**Required work**
Read through the lines below for the string "BlobData" and copy each one that has it.

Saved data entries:

---*---

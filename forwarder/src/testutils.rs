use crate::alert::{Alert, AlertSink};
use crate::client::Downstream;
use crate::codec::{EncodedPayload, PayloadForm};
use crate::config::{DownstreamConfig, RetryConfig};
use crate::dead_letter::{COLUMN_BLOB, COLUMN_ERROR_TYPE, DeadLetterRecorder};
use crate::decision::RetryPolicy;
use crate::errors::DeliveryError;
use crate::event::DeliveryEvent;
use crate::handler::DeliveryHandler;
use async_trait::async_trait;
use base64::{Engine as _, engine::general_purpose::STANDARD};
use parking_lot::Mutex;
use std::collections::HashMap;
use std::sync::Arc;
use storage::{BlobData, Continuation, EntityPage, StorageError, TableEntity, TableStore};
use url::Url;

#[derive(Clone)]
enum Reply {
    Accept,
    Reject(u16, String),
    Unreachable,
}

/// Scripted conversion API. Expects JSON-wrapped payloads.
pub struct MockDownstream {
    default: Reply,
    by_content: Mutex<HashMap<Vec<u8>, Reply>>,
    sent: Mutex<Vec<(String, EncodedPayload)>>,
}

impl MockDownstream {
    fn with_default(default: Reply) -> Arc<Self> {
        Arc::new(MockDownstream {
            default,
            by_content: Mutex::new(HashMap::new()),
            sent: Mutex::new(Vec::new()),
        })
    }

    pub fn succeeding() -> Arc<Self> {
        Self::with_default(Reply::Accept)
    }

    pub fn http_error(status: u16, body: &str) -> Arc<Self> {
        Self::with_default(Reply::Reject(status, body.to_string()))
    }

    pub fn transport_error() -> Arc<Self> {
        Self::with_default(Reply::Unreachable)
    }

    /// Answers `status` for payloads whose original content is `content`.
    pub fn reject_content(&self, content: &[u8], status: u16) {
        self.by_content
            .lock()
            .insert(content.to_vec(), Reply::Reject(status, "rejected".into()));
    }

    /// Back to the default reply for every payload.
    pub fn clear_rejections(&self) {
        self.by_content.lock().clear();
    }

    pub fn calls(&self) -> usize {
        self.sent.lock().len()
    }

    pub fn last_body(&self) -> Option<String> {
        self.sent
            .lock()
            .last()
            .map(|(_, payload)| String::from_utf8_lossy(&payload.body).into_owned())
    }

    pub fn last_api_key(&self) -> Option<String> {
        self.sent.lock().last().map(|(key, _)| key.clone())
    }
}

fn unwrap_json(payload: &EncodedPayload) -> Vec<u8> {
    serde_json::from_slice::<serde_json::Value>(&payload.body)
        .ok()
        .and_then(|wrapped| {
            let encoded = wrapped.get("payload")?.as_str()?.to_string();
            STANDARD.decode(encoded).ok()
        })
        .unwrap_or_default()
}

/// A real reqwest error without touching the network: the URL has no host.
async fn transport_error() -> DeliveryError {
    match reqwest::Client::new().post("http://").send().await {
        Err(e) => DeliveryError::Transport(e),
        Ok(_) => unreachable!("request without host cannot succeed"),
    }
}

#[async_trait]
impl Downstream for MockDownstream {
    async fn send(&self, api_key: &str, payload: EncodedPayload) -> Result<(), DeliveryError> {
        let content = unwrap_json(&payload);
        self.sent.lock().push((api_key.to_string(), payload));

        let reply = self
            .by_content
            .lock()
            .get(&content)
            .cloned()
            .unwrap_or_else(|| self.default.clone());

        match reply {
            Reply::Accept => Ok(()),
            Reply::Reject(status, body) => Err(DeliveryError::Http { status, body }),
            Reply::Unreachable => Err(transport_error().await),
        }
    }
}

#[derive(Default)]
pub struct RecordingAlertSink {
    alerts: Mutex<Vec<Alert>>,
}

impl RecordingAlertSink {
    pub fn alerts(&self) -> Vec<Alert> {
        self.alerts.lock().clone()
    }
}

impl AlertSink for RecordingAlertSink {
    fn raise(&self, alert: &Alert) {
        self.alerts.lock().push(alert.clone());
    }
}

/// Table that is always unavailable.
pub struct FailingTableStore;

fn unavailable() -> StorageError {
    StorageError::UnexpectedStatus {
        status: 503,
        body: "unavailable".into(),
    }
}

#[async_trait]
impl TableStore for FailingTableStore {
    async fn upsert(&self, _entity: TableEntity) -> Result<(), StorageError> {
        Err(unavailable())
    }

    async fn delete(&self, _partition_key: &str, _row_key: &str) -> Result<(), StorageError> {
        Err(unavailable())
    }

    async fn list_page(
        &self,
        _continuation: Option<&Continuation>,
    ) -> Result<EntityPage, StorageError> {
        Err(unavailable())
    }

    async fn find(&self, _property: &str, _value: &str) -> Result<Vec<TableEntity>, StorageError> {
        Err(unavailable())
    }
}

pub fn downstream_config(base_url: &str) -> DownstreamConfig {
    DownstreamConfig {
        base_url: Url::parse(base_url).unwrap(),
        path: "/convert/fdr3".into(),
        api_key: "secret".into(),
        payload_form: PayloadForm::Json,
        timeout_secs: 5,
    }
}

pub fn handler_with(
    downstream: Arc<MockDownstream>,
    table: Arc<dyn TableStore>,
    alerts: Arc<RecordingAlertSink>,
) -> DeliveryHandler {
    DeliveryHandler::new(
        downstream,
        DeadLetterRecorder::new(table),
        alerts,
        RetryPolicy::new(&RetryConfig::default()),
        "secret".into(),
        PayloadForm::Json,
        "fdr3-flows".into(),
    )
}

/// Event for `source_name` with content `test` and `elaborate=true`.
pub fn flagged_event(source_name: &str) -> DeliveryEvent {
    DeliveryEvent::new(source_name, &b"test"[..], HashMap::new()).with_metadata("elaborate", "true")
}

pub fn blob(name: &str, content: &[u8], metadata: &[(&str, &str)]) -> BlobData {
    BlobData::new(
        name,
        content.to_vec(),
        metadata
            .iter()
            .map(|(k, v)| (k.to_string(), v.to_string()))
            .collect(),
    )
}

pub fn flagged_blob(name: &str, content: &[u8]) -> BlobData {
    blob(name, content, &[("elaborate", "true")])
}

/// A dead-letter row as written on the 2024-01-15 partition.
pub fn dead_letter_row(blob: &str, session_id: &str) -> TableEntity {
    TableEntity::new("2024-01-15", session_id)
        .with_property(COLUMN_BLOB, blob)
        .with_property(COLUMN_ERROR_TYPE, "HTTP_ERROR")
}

---*---

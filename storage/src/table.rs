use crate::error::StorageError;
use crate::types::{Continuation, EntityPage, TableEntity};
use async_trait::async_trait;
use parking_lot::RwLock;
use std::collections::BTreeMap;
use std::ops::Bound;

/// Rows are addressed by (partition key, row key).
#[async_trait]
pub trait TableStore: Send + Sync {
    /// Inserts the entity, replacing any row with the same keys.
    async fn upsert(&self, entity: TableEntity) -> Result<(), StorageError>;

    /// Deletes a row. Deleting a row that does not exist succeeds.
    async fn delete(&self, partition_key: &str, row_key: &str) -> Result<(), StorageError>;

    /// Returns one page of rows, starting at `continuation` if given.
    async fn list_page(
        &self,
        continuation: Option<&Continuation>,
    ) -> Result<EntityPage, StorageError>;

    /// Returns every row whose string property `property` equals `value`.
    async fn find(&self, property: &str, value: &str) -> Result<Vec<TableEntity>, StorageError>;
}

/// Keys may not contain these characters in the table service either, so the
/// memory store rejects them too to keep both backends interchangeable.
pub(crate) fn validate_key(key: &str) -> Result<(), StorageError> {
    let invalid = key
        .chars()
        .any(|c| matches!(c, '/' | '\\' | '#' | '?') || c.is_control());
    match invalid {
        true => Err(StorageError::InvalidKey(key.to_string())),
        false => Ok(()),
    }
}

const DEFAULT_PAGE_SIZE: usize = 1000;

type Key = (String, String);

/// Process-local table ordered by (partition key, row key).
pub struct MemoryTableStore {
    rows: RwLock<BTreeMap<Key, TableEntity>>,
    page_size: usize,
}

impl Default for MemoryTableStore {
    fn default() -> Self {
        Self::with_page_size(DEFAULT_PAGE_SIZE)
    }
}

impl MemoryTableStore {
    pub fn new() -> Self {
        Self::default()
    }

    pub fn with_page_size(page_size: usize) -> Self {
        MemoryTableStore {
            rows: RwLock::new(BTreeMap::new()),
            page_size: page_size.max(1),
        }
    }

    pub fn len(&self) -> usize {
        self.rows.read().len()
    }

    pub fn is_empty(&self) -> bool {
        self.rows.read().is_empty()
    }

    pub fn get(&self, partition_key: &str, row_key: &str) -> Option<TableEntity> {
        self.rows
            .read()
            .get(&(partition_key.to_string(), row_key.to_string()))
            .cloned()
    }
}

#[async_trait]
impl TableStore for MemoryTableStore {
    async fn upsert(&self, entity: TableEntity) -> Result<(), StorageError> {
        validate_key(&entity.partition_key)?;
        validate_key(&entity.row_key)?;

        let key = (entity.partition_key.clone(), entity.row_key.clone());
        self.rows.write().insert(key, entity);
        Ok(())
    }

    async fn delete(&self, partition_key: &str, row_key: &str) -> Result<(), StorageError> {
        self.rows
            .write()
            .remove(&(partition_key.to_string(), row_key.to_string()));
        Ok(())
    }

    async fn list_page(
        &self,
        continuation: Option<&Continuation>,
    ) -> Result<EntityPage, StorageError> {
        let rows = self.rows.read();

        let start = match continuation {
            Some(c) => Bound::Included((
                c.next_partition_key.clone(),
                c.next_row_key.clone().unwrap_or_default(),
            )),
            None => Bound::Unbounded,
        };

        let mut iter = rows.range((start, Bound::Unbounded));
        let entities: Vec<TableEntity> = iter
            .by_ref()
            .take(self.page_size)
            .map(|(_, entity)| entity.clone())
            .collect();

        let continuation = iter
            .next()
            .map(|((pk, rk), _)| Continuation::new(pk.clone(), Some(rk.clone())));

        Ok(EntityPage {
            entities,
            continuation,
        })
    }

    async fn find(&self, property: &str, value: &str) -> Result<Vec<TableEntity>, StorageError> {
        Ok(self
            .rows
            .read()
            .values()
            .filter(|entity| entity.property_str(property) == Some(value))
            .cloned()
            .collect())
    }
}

---*---

**Response area**
use storage::{BlobData, Continuation, EntityPage, StorageError, TableEntity, TableStore};
pub fn blob(name: &str, content: &[u8], metadata: &[(&str, &str)]) -> BlobData {
    BlobData::new(
pub fn flagged_blob(name: &str, content: &[u8]) -> BlobData {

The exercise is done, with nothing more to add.